Ads for kidneys in Iran

An article in Haaretz describes the market for kidneys ("kidney bazaar" בזאר הכליות) in Iran, and includes this picture of ads written on a wall  in Tehran.



"Qasemi Mustafa, head of Kidney Patients Support Association in Iran, said the average sum received by the donors ranged around $ 6,000 [paid by the recipient]. The Government adds that another thousand dollars."

HT: Ran Shorrer

Here's a closely related story in the Guardian: In the only country where the organ trade is legal, the streets near hospitals have been turned into a 'kidney eBay'



"Iran is the only country where the selling and buying of kidneys is legal. As a result, there is no shortage of the organs – but for those trying to sell a kidney, there is a lot of competition.
... "Competition means that some ads have been torn down. Some have added their information to ads by other donors. Others have placed their ads on people's doors or simply written them in marker pen on trees where they think they will catch people's attention.

"At the heart of the capital, near the Charity Association for the Support of Kidney Patients (CASKP), the number of ads has made the streets of Tehran into a sort of kidney eBay.
...
"Iran's controversial kidney procurement system, which has been praised by many experts and criticised by others, allows people to sell and buy kidneys under the state-regulated surveillance of two non-profit organisations, the CASKP and the Charity Foundation for Special Diseases. These charities facilitate the process by finding potential vendors and introducing them to the recipients, and are charged with checking the compatibility of a possible donation and ensuring a fair trade.

"After the transplant, the vendor is compensated by both the government and the recipient. In an interview with the semi-official Mehr news agency, the CASKP's director, Mostafa Ghassemi, estimated the total official price list to be around 7m rials, of which 1m is paid by the government. Iranians are not allowed to donate kidneys to non-citizens.

"In 2010, a total of 2,285 kidney transplants took place in the country, of which 1,690 kidneys were supplied from volunteers and 595 from those clinically brain-dead," he said. According to Mehr, the majority of people selling kidneys are aged 20-30. Despite the state control, bureaucracy and time-consuming procedures have left the door open for non-official direct negotiations, making the Iranian system more like a kidney market.

"Dr Benjamin Hippen, a transplant nephrologist with the Carolinas medical centre in North Carolina, US, has studied successes, deficiencies and the ambiguities of the Iranian system.

"Making a judgment about whether the 20-year-old system as a whole has been successful was complicated, he said. "The majority of those selling kidneys in Iran are disproportionately poor, and information about the long-term outcomes for sellers is quite limited.
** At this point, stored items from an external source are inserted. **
//! JSON output formatter

use super::OutputFormatter;
use crate::replay::{ReplayStep, ReplaySummary};
use anyhow::Result;
use cuealign_core::Segment;
use serde::{Deserialize, Serialize};
use std::io::Write;

/// JSON formatter - buffers everything and writes one document on finish
///
/// Segmenting produces an array of [`SegmentData`]; replaying produces an
/// object with `steps` and `summary`.
pub struct JsonFormatter<W: Write> {
    writer: W,
    pretty: bool,
    segments: Vec<SegmentData>,
    steps: Vec<ReplayStep>,
}

/// Data structure for JSON segment output
#[derive(Debug, Serialize, Deserialize)]
pub struct SegmentData {
    /// File the segment came from
    pub source: String,
    /// Position of the segment in its script
    pub index: usize,
    /// The segment text
    pub text: String,
    /// Starting byte offset in the script
    pub start: usize,
    /// Ending byte offset in the script
    pub end: usize,
    /// Token texts in order
    pub tokens: Vec<String>,
}

#[derive(Serialize)]
struct ReplayDocument<'a> {
    steps: &'a [ReplayStep],
    summary: &'a ReplaySummary,
}

impl<W: Write> JsonFormatter<W> {
    /// Create a new JSON formatter
    pub fn new(writer: W, pretty: bool) -> Self {
        Self {
            writer,
            pretty,
            segments: Vec::new(),
            steps: Vec::new(),
        }
    }

    fn write_value<T: Serialize>(&mut self, value: &T) -> Result<()> {
        if self.pretty {
            serde_json::to_writer_pretty(&mut self.writer, value)?;
        } else {
            serde_json::to_writer(&mut self.writer, value)?;
        }
        writeln!(self.writer)?;
        Ok(())
    }
}

impl<W: Write + Send + Sync> OutputFormatter for JsonFormatter<W> {
    fn format_segment(&mut self, source: &str, segment: &Segment) -> Result<()> {
        self.segments.push(SegmentData {
            source: source.to_string(),
            index: segment.index,
            text: segment.raw_text.clone(),
            start: segment.start,
            end: segment.end,
            tokens: segment.tokens.iter().map(|t| t.text.clone()).collect(),
        });
        Ok(())
    }

    fn format_step(&mut self, step: &ReplayStep) -> Result<()> {
        self.steps.push(step.clone());
        Ok(())
    }

    fn finish(&mut self, summary: Option<&ReplaySummary>) -> Result<()> {
        match summary {
            Some(summary) => {
                let steps = std::mem::take(&mut self.steps);
                self.write_value(&ReplayDocument {
                    steps: &steps,
                    summary,
                })?;
            }
            None => {
                let segments = std::mem::take(&mut self.segments);
                self.write_value(&segments)?;
            }
        }
        self.writer.flush()?;
        Ok(())
    }
}

#[cfg(test)]
mod tests {
    use super::*;
    use crate::input::HostAction;
    use crate::replay::StepTrigger;
    use cuealign_core::{segment, AlignmentEvent, AlignmentState};
    use serde_json::Value;

    fn parse(formatter: JsonFormatter<Vec<u8>>) -> Value {
        serde_json::from_slice(&formatter.writer).unwrap()
    }

    #[test]
    fn test_segments_array() {
        let mut formatter = JsonFormatter::new(Vec::new(), false);
        for seg in segment("Hello world. Testing one two.") {
            formatter.format_segment("script.txt", &seg).unwrap();
        }
        formatter.finish(None).unwrap();

        let value = parse(formatter);
        let segments: Vec<SegmentData> = serde_json::from_value(value).unwrap();
        assert_eq!(segments.len(), 2);
        assert_eq!(segments[1].source, "script.txt");
        assert_eq!(segments[1].text, "Testing one two.");
        assert_eq!(segments[1].start, 13);
        assert_eq!(segments[1].tokens, vec!["Testing", "one", "two"]);
    }

    #[test]
    fn test_replay_document() {
        let mut formatter = JsonFormatter::new(Vec::new(), true);
        formatter
            .format_step(&ReplayStep {
                at_ms: 50,
                trigger: StepTrigger::Timer,
                state: AlignmentState {
                    active_segment_index: 1,
                    matched_token_count: 0,
                    consumed_transcript_length: 11,
                },
                events: vec![AlignmentEvent::SegmentCompleted { index: 0 }],
                active_text: None,
            })
            .unwrap();
        formatter
            .format_step(&ReplayStep {
                at_ms: 60,
                trigger: StepTrigger::Host(HostAction::Seek(0)),
                state: AlignmentState::default(),
                events: vec![AlignmentEvent::Navigated { from: 1, to: 0 }],
                active_text: Some("Hello world.".into()),
            })
            .unwrap();
        formatter
            .finish(Some(&ReplaySummary {
                segments: 2,
                completions: 1,
                navigations: 1,
                ..ReplaySummary::default()
            }))
            .unwrap();

        let value = parse(formatter);
        let steps = value["steps"].as_array().unwrap();
        assert_eq!(steps.len(), 2);
        assert_eq!(steps[0]["trigger"], "timer");
        assert_eq!(steps[0]["events"][0]["kind"], "segment_completed");
        assert_eq!(steps[0]["state"]["active_segment_index"], 1);
        assert_eq!(steps[1]["trigger"]["host"]["action"], "seek");
        assert_eq!(steps[1]["trigger"]["host"]["value"], 0);
        assert_eq!(value["summary"]["segments"], 2);
        assert_eq!(value["summary"]["navigations"], 1);
    }
}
Too, it is increasingly clear that there are many different systems, rather than a single unified system in Iran.

"That said, Iran appears to have successfully addressed the shortage of organs, incentives for organs have not substantially attenuated the growth and development of organ procurement from deceased donors, and reported outcomes for recipients have been favourable."

"Comparing Iran with Pakistan, where organ trafficking is nominally illegal but still occurs, Hippen, who is an associate editor of the American Journal of Transplantation, said: "It seems to me that if Iran had not developed a system of incentives, the situation there today would look very much like the state of affairs in countries such as Pakistan."
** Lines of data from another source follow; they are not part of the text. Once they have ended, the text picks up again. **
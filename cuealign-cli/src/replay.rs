//! Replays a recorded session against a script on virtual time
//!
//! This is the host event loop the engine expects: every session event is
//! applied at its recorded instant, and the debounce timer is polled at its
//! own deadline whenever that falls between two events.

use crate::input::{HostAction, SessionEvent};
use cuealign_core::{AlignerConfig, AlignmentEvent, AlignmentState, Aligner, Clock, ManualClock};
use serde::Serialize;
use std::time::Duration;

/// What caused a replay step
#[derive(Debug, Clone, PartialEq, Eq, Serialize)]
#[serde(rename_all = "snake_case")]
pub enum StepTrigger {
    /// A session event
    Host(HostAction),
    /// The debounce timer fired
    Timer,
}

impl StepTrigger {
    /// Short label for text output
    pub fn label(&self) -> &'static str {
        match self {
            StepTrigger::Host(action) => action.label(),
            StepTrigger::Timer => "timer",
        }
    }
}

/// One observed engine transition
#[derive(Debug, Clone, Serialize)]
pub struct ReplayStep {
    /// Virtual time in milliseconds
    pub at_ms: u64,
    /// What happened
    pub trigger: StepTrigger,
    /// Position afterwards
    pub state: AlignmentState,
    /// Events raised
    pub events: Vec<AlignmentEvent>,
    /// Text of the active segment afterwards, if any
    pub active_text: Option<String>,
}

/// Totals over a replay
#[derive(Debug, Clone, Default, PartialEq, Serialize)]
pub struct ReplaySummary {
    /// Segments in the script
    pub segments: usize,
    /// Final position
    pub final_state: AlignmentState,
    /// Whether the end of the script was reached
    pub finished: bool,
    /// Fraction of the script passed
    pub progress: f64,
    /// Cross-segment jumps
    pub jumps: usize,
    /// Debounced auto-advances
    pub completions: usize,
    /// Manual navigations that moved the position
    pub navigations: usize,
}

/// Drives an [`Aligner`] through a session
pub struct Replayer {
    aligner: Aligner<ManualClock>,
    clock: ManualClock,
    steps: Vec<ReplayStep>,
}

impl Replayer {
    /// Create a replayer for `script`
    pub fn new(script: &str, config: AlignerConfig) -> cuealign_core::Result<Self> {
        let clock = ManualClock::new();
        let aligner = Aligner::with_clock(script, config, clock.clone())?;
        Ok(Self {
            aligner,
            clock,
            steps: Vec::new(),
        })
    }

    /// Apply one session event, firing any timer due before it
    pub fn apply(&mut self, event: &SessionEvent) -> &[ReplayStep] {
        let first_new = self.steps.len();
        self.fire_timers_until(Some(event.at));
        self.clock.advance_to(event.at);

        let mut events = Vec::new();
        match &event.action {
            HostAction::Transcript(text) => {
                events.extend(self.aligner.consume_transcript(text).events);
            }
            HostAction::Advance => events.extend(self.aligner.advance()),
            HostAction::Retreat => events.extend(self.aligner.retreat()),
            HostAction::Seek(index) => events.extend(self.aligner.seek(*index)),
            HostAction::SetActive(active) => self.aligner.set_active(*active),
        }

        self.record(StepTrigger::Host(event.action.clone()), events);
        &self.steps[first_new..]
    }

    /// Let every pending timer fire
    pub fn drain(&mut self) -> &[ReplayStep] {
        let first_new = self.steps.len();
        self.fire_timers_until(None);
        &self.steps[first_new..]
    }

    /// Replay a whole session and return every step
    pub fn run(mut self, session: &[SessionEvent]) -> (Vec<ReplayStep>, ReplaySummary) {
        for event in session {
            self.apply(event);
        }
        self.drain();
        self.finish()
    }

    /// Stop replaying and summarise
    pub fn finish(self) -> (Vec<ReplayStep>, ReplaySummary) {
        let mut summary = ReplaySummary {
            segments: self.aligner.segment_count(),
            final_state: self.aligner.state(),
            finished: self.aligner.is_finished(),
            progress: self.aligner.progress(),
            ..ReplaySummary::default()
        };

        for event in self.steps.iter().flat_map(|s| s.events.iter()) {
            match event {
                AlignmentEvent::Jumped { .. } => summary.jumps += 1,
                AlignmentEvent::SegmentCompleted { .. } => summary.completions += 1,
                AlignmentEvent::Navigated { .. } => summary.navigations += 1,
            }
        }

        (self.steps, summary)
    }

    fn fire_timers_until(&mut self, limit: Option<Duration>) {
        while let Some(deadline) = self.aligner.next_deadline() {
            if limit.is_some_and(|limit| deadline > limit) {
                break;
            }
            self.clock.advance_to(deadline);
            let fired: Vec<_> = self.aligner.poll().into_iter().collect();
            self.record(StepTrigger::Timer, fired);
        }
    }

    fn record(&mut self, trigger: StepTrigger, events: Vec<AlignmentEvent>) {
        let step = ReplayStep {
            at_ms: self.clock_ms(),
            trigger,
            state: self.aligner.state(),
            events,
            active_text: self.aligner.active_segment().map(|s| s.raw_text.clone()),
        };
        log::debug!(
            "{}ms {} -> {:?}",
            step.at_ms,
            step.trigger.label(),
            step.state.position()
        );
        self.steps.push(step);
    }

    fn clock_ms(&self) -> u64 {
        self.clock.now().as_millis() as u64
    }
}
"In the US, more than 100,000 people were estimated to be on the waiting list for kidney transplants in 2010 – waiting lists were eliminated in Iran in 1999.

"Hippen has pointed out that "since 1999, more than 30,000 US patients with kidney failure have died waiting for an organ that never arrived".

"Arguing in favour of allowing people to sell their kidneys, Sue Rabbitt Roff, a senior research fellow at the University of Dundee, said last year that it was time to "pilot paid provision of live kidneys in the UK under strict rules of access and equity".